Only in Nevada: Turning the state’s only working execution chamber into a museum

Welcome to Nevada sign - Will a living execution chamber turn into a museum?

Many Coloradans are eying Nebraska lawmakers’ vote this week to repeal the death penalty. But some heads are turning west toward Nevada where legislators just moved to turn a 150-year-old state prison — including the state’s only working execution chamber — into a museum.

As the former head of the Department of Corrections champions the prison’s potential as a movie set and a great place to take the kids, others are baffled that an active killing room could be a tourist attraction.

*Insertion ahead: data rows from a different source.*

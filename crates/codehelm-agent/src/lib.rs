//! Codehelm Agent — the orchestration engine behind a coding agent.
//!
//! This crate contains:
//! - **tools**: Tool trait, registry with schema validation, built-in tools
//! - **parser**: incremental parser for `<tool_call>` blocks in streamed text
//! - **approval**: single-slot gate for user decisions
//! - **executor**: timeout, retry and checkpointing around one tool call
//! - **loop_detector**: repeated-call and cycle detection
//! - **compressor** / **summarizer**: keeping the history under budget
//! - **orchestrator**: the `Agent` driving LLM ↔ tool rounds

pub mod approval;
pub mod checkpoint;
pub mod compressor;
pub mod context;
pub mod executor;
pub mod loop_detector;
pub mod orchestrator;
pub mod parser;
pub mod summarizer;
pub mod tools;

pub use approval::ApprovalGate;
pub use checkpoint::{CheckpointService, InMemoryCheckpointStore};
pub use compressor::ContextCompressor;
pub use context::{AgentMode, ContextBuilder};
pub use orchestrator::{Agent, RunReport};
pub use tools::{builtin_registry, Tool, ToolRegistry};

Death-penalty abolitionists may wish capital punishment were a relic of the past to be displayed as an antiquated misfortune in a museum. But execution is a current reality in Nevada. That state has 77 people on death row, according to the Death Penalty Information Center. Nevada executed its last prisoner in 2006.

“The museum really won’t get opened up and be fully public until such things as the execution chamber are taken care of,” Republican Assemblyman P.K O’Neill told the Associated Press. “Even if we did have tourists, we’d shut them down several weeks prior, because it is still an active execution chamber. We want to be, and we will be, respectful of that.”

In the meantime, Nevada lawmakers just voted to spend $860,000 on a new building where the state can put prisoners to death. Especially in light of this week’s vote in Nebraska and an apparent legislative trend to end capital punishment, abolitionists are asking: Is it worth the cost?

Photo credit: Gunther Hagleitner, Creative Commons, Flickr.

1 COMMENT

  1. There will be a new execution facility constructed at Ely State Prison in the near future. The Nevada state Prison in Carson City is too old to continue to operating as a correctional institution however it is well suited for conversion to a museum.

    A number of other states have repurposed their old prisons and execution equipment for museum purposes. For instance, the Colorado Prison Museum in Canon City has the state’s former gas chamber sitting in a gazebo outside. It is a fascinating relic of the past in corrections.